И в тот День Тора я увел две сотни воинов к Феарнхэмму, хотя на длинной улице бурга еще до восхода солнца собралось больше шестисот всадников.
Царил обычный хаос. Стремянные ремни лопались, люди пытались найти им замену, дети шмыгали среди огромных коней, мечи точились в последний раз, между домами, как туман, плыл дым от костров, на которых готовилась еда, звонил церковный колокол, монахи молились нараспев — а я стоял на укреплениях и наблюдал за дальним берегом реки.
Датчане, которые вчера переправились на наш берег, вернулись обратно еще до наступления темноты. Я видел дым их костров, поднимающийся между деревьями, но единственными врагами в поле моего зрения были двое часовых, присевших у берега реки.
На мгновение я испытал искушение бросить все, что задумал, вместо этого повести шестьсот человек через реку и позволить им разорить лагерь Харальда, но искушение было мимолетным.
Я предположил, что большинство людей Харальда в Годелмингаме, и к тому времени, как мы до них доберемся, они полностью проснутся.
Водоворот внезапной битвы может дать свой результат, но датчане неминуемо поймут, что на их стороне — преимущество в численности, и разорвут нас в кровавые клочья.
Я хотел сдержать обещание, данное Этельфлэд. Я хотел убить их всех.
Когда встало солнце, я сделал свой первый ход, и сделал его шумно.
В Эскенгаме затрубили рога, потом северные ворота отворились, и четыре сотни всадников устремились в поля. Первые всадники остановились на берегу реки, там, где их ясно видели датчане, и ждали, пока остальные проедут через ворота. Как только все четыре сотни собрались вместе, они повернули на запад и быстро поскакали под деревьями к дороге, ведущей к Винтанкестеру.
Я все еще стоял на укреплениях, откуда наблюдал, как датчане собрались и уставились на то, что происходит на нашем берегу. Я не сомневался, что гонцы уже мчатся галопом, чтобы найти Харальда и сообщить ему, что армия саксов отступает.

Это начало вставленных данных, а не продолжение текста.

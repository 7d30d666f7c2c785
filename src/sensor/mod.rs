//! Per-chip sensor variants: init sequence, tcode interpretation, and
//! whether the chip owns an independent clock (spec.md §4.3, §9 "dynamic
//! sensor polymorphism").

mod crc;

pub use crc::crc8_1d;

use crate::error::{AngleError, Result};
use crate::mcu::SpiTransport;

/// The three supported magnetic-angle sensor chips.
#[derive(Debug, Clone, Copy, PartialEq, Eq)]
pub enum SensorKind {
    A1333,
    As5047d,
    Tle5012b,
}

/// `tcode` interpretation mode (spec.md §4.2).
#[derive(Debug, Clone, Copy, PartialEq, Eq)]
pub enum TimeCodeMode {
    /// tcode is a small MCU-clock sub-sample offset: `sclock = mclock + (tcode << time_shift)`.
    SubSampleOffset,
    /// tcode is the low 6 bits of the sensor's own frame counter.
    FrameCounter,
}

impl SensorKind {
    pub fn from_config_name(name: &str) -> Result<Self> {
        match name {
            "a1333" => Ok(Self::A1333),
            "as5047d" => Ok(Self::As5047d),
            "tle5012b" => Ok(Self::Tle5012b),
            other => Err(AngleError::Config(format!(
                "unknown sensor_type '{other}' (expected a1333, as5047d, or tle5012b)"
            ))),
        }
    }

    pub fn config_name(self) -> &'static str {
        match self {
            Self::A1333 => "a1333",
            Self::As5047d => "as5047d",
            Self::Tle5012b => "tle5012b",
        }
    }

    /// SPI mode, default clock speed (Hz) and static sensor-to-print-time
    /// delay (seconds), from the original per-chip table.
    pub fn spi_mode(self) -> u8 {
        match self {
            Self::A1333 => 3,
            Self::As5047d => 1,
            Self::Tle5012b => 1,
        }
    }

    pub fn default_spi_speed_hz(self) -> u32 {
        match self {
            Self::A1333 => 10_000_000,
            Self::As5047d => (1.0 / 0.000_000_350) as u32,
            Self::Tle5012b => 4_000_000,
        }
    }

    pub fn static_delay(self) -> f64 {
        match self {
            Self::A1333 => 0.000_001,
            Self::As5047d => 0.000_100,
            Self::Tle5012b => 0.000_042_700 * 2.5,
        }
    }

    pub fn time_code_mode(self) -> TimeCodeMode {
        match self {
            Self::A1333 | Self::As5047d => TimeCodeMode::SubSampleOffset,
            Self::Tle5012b => TimeCodeMode::FrameCounter,
        }
    }

    /// Whether this chip owns an independent clock that ClockMap must
    /// track against the MCU clock (only tle5012b, spec.md §4.1/§4.3).
    pub fn has_independent_clock(self) -> bool {
        matches!(self, Self::Tle5012b)
    }

    /// Per-chip init sequence (spec.md §4.3).
    pub fn init(self, spi: &mut dyn SpiTransport) -> Result<()> {
        match self {
            Self::A1333 => {
                spi.transfer_now(&[0x32, 0x00])?;
            }
            Self::As5047d => {
                spi.transfer_now(&[0xff, 0xfc])?; // DIAAGC
                spi.transfer_now(&[0x40, 0x01])?; // ERRFL
                spi.transfer_now(&[0xc0, 0x00])?; // NOP
            }
            Self::Tle5012b => {
                spi.transfer_now(&[0x80, 0x01, 0x00, 0x00, 0x00, 0x00])?; // STAT
            }
        }
        Ok(())
    }

    /// Selects `time_shift` so that the encodable sub-sample-offset range
    /// covers at least 2ms of polling jitter (spec.md §4.3, original
    /// `_build_config`). Only meaningful for `SubSampleOffset` chips, but
    /// computed uniformly since the config command always carries a
    /// `time_shift` field.
    pub fn select_time_shift(mcu_freq_hz: f64) -> u8 {
        const TCODE_ERROR: u32 = 0xff;
        let mut time_shift: u8 = 0;
        while (f64::from(TCODE_ERROR << time_shift)) / mcu_freq_hz < 0.002 {
            time_shift += 1;
        }
        time_shift
    }
}

/// tle5012b periodic frame-counter/temperature read command.
pub const TLE5012B_READ_CMD: [u8; 8] = [0x84, 0x42, 0, 0, 0, 0, 0, 0];

/// Maximum CRC retry attempts before a transfer is fatal (spec.md §4.3, §7).
pub const TLE5012B_CRC_RETRIES: u32 = 5;

/// Issue the tle5012b frame-counter/temperature read, verifying the CRC
/// over `request[0..2] ++ response[2..-1]` against the trailing response
/// byte, retrying up to [`TLE5012B_CRC_RETRIES`] times.
pub fn tle5012b_read_verified(spi: &mut dyn SpiTransport) -> Result<(Vec<u8>, u64)> {
    let mut last_err = None;
    for _ in 0..TLE5012B_CRC_RETRIES {
        let resp = match spi.transfer_now(&TLE5012B_READ_CMD) {
            Ok(r) => r,
            Err(e) => {
                last_err = Some(e);
                continue;
            }
        };
        if resp.response.len() < 3 {
            last_err = Some(AngleError::Transport("short tle5012b response".into()));
            continue;
        }
        let body_end = resp.response.len() - 1;
        let expected = resp.response[body_end];
        let computed = crc8_1d(&TLE5012B_READ_CMD[0..2], &resp.response[2..body_end]);
        if computed == expected {
            return Ok((resp.response, resp.clock));
        }
        last_err = Some(AngleError::Transport("tle5012b crc mismatch".into()));
    }
    let _ = last_err;
    Err(AngleError::CrcRetryExhausted {
        retries: TLE5012B_CRC_RETRIES,
    })
}

/// Decode the tle5012b temperature field (spec.md §4.3):
/// `(raw + 152) / 2.776 °C`, where `raw` is `resp[5]` treated as signed
/// against bit 0 of `resp[4]`.
pub fn tle5012b_temperature_c(resp: &[u8]) -> Option<f64> {
    if resp.len() < 6 {
        return None;
    }
    let sign_bit = resp[4] & 0x01;
    let raw = if sign_bit != 0 {
        (resp[5] as i32) - 256
    } else {
        resp[5] as i32
    };
    Some(f64::from(raw + 152) / 2.776)
}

Только мы не отступали, потому что, едва очутившись под деревьями, четыреста человек сделали крюк, вернулись назад и снова въехали в Эскенгам через западные ворота, скрытые от глаз врага.
Вот тогда я спустился на главную улицу и сел в седло Смоки. Я оделся для войны — кольчуга, золото и железо.
Альфред появился в дверях церкви, полуприкрыв глаза, когда внезапно после священного полумрака очутился на солнечном свете. Он ответил кивком на мое приветствие, но ничего не сказал.
Этельред, мой кузен, был куда громогласнее: он требовал, чтобы ему сказали, где его жена. Я слышал, как слуга доложил, что Этельфлэд молится в женском монастыре. Это, казалось, удовлетворило Этельреда, который громко заверил меня, что его мерсийские войска будут ждать у Феарнхэмма.
— Алдхельм — хороший человек, — сказал он. — Ему нравится сражаться.
— Рад этому, — ответил я, притворяясь другом кузена — точно так же, как Этельред притворялся, что не давал никаких секретных наставлений отступить на север, если Алдхельм испугается численности противостоящих врагов.
Я даже протянул руку, нагнувшись с высокого седла Смоки, и громко провозгласил:
— Мы завоюем великую победу, господин Этельред.
Его на миг как будто удивила моя любезность, но, тем не менее, он пожал мою руку.
— С Божьей помощью, кузен, — сказал он. — С Божьей помощью.